Tell how many lines of the entries below include the string "const". Respond with the number alone.

[Stored entries]
—————

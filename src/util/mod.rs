// CLASSIFICATION: COMMUNITY
// Filename: mod.rs v0.1
// Author: Lukas Bower
// Date Modified: 2026-10-18

//! Small shared helpers.

pub mod fenced;
pub mod rollback;
pub mod slot;
pub mod timeout;

pub use fenced::{FencedBool, FencedU32};
pub use rollback::Rollback;
pub use slot::SharedSlot;
pub use timeout::{Backoff, Timeout};
// CLASSIFICATION: COMMUNITY
// Filename: mem.rs v0.1
// Author: Lukas Bower
// Date Modified: 2026-10-18

//! Host model of a GPU memory region (system memory mapped into the GPU).

use std::fmt;
use std::sync::atomic::{AtomicU64, Ordering};
use std::sync::{Arc, RwLock};

use log::error;

use crate::error::{PmuError, PmuResult};

const GPU_VA_START: u64 = 0x1_0000_0000;
const GPU_VA_ALIGN: u64 = 0x1000;

static NEXT_GPU_VA: AtomicU64 = AtomicU64::new(GPU_VA_START);

struct MemInner {
    gpu_va: u64,
    data: RwLock<Vec<u8>>,
}

/// Shared handle to a zero-initialised memory region. Clones alias the same
/// backing storage.
#[derive(Clone)]
pub struct MemRegion {
    inner: Arc<MemInner>,
}

impl MemRegion {
    pub fn alloc(size: usize) -> PmuResult<Self> {
        if size == 0 {
            return Err(PmuError::InvalidArgument("zero sized memory region"));
        }
        let mut data = Vec::new();
        data.try_reserve_exact(size).map_err(|_| {
            error!("cannot allocate {size:#x} byte memory region");
            PmuError::OutOfMemory
        })?;
        data.resize(size, 0);
        let span = (size as u64).div_ceil(GPU_VA_ALIGN) * GPU_VA_ALIGN;
        let gpu_va = NEXT_GPU_VA.fetch_add(span, Ordering::Relaxed);
        Ok(Self {
            inner: Arc::new(MemInner {
                gpu_va,
                data: RwLock::new(data),
            }),
        })
    }

    /// Region initialised with `bytes`.
    pub fn from_bytes(bytes: &[u8]) -> PmuResult<Self> {
        let mem = Self::alloc(bytes.len())?;
        mem.write(0, bytes)?;
        Ok(mem)
    }

    #[must_use]
    pub fn gpu_va(&self) -> u64 {
        self.inner.gpu_va
    }

    #[must_use]
    pub fn size(&self) -> usize {
        self.inner.data.read().map(|d| d.len()).unwrap_or(0)
    }

    pub fn read(&self, offset: usize, buf: &mut [u8]) -> PmuResult<()> {
        let data = self.inner.data.read().map_err(|_| PmuError::LockPoisoned)?;
        let end = offset
            .checked_add(buf.len())
            .filter(|&e| e <= data.len())
            .ok_or(PmuError::InvalidArgument("read past end of memory region"))?;
        buf.copy_from_slice(&data[offset..end]);
        Ok(())
    }

    pub fn write(&self, offset: usize, src: &[u8]) -> PmuResult<()> {
        let mut data = self.inner.data.write().map_err(|_| PmuError::LockPoisoned)?;
        let end = offset
            .checked_add(src.len())
            .filter(|&e| e <= data.len())
            .ok_or(PmuError::InvalidArgument("write past end of memory region"))?;
        data[offset..end].copy_from_slice(src);
        Ok(())
    }

    /// True when both handles alias one region.
    #[must_use]
    pub fn same_region(&self, other: &MemRegion) -> bool {
        Arc::ptr_eq(&self.inner, &other.inner)
    }
}

impl fmt::Debug for MemRegion {
    fn fmt(&self, f: &mut fmt::Formatter<'_>) -> fmt::Result {
        f.debug_struct("MemRegion")
            .field("gpu_va", &format_args!("{:#x}", self.gpu_va()))
            .field("size", &self.size())
            .finish()
    }
}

—————

[The completed task]
2